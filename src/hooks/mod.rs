//! Hooks - Local state for function components.
//!
//! A function component receives a [`Hooks`] context for the duration of one
//! render and calls state cells on it in a fixed order:
//!
//! ```ignore
//! fn counter(hooks: &mut Hooks, _props: &Props) -> RenderResult {
//!     let (count, set_count) = hooks.use_state(|| 0);
//!     hooks.use_effect(move || { println!("count is {count}"); None }, Some(count));
//!     Ok(h("button").on("click", move || set_count.update(|n| n + 1)).child(count).into())
//! }
//! ```
//!
//! # Dispatch modes
//!
//! | mode       | when                                    | cells read from        |
//! |------------|-----------------------------------------|------------------------|
//! | `Mount`    | the node has never committed            | nothing (initialise)   |
//! | `Update`   | the node has a committed chain          | the committed chain    |
//! | `Rerender` | the body updated itself while rendering | the previous pass      |
//!
//! Cells are matched by position. Calling a different number of cells, or a
//! different kind of cell at a position, is a fatal error reported once the
//! body returns.

mod effect;
mod state;

pub use effect::*;
pub use state::*;

use std::any::Any;
use std::cell::RefCell;
use std::rc::{Rc, Weak};

use crate::engine::{Flags, NodeId};
use crate::error::ReconcileError;
use crate::lanes::Lanes;
use crate::primitives::Cleanup;
use crate::root::Shared;

/// Mutable box returned by [`Hooks::use_ref`].
pub type Ref<T> = Rc<RefCell<T>>;

/// Which chain a render reads its cells from.
#[derive(Debug, Clone, Copy, PartialEq, Eq)]
pub enum Dispatcher {
    Mount,
    Update,
    Rerender,
}

/// One state cell in a function component's chain.
#[derive(Clone)]
pub enum Hook {
    State(StateHook),
    Effect(Effect),
    Ref(Rc<dyn Any>),
    Memo {
        value: Rc<dyn Any>,
        deps: Option<Rc<dyn Any>>,
    },
}

impl Hook {
    pub fn kind(&self) -> &'static str {
        match self {
            Hook::State(_) => "state",
            Hook::Effect(_) => "effect",
            Hook::Ref(_) => "ref",
            Hook::Memo { .. } => "memo",
        }
    }
}

/// What one render of a function component produced.
pub(crate) struct HookOutput {
    pub hooks: Vec<Hook>,
    pub effects: Vec<Effect>,
    pub flags: Flags,
    pub skipped_lanes: Lanes,
    pub did_receive_update: bool,
}

/// Render context handed to function components.
pub struct Hooks {
    mode: Dispatcher,
    node: NodeId,
    shared: Weak<Shared>,
    render_lanes: Lanes,
    current: Vec<Hook>,
    previous_pass: Vec<Hook>,
    hooks: Vec<Hook>,
    effects: Vec<Effect>,
    flags: Flags,
    skipped_lanes: Lanes,
    did_receive_update: bool,
    error: Option<ReconcileError>,
}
________________________________________
▶ _Directions_
Find and copy each line of the listing above that holds the word "function".

▶ _Solution to the exercise_
//! Hooks - Local state for function components.
//! A function component receives a [`Hooks`] context for the duration of one
/// One state cell in a function component's chain.
/// What one render of a function component produced.
/// Render context handed to function components.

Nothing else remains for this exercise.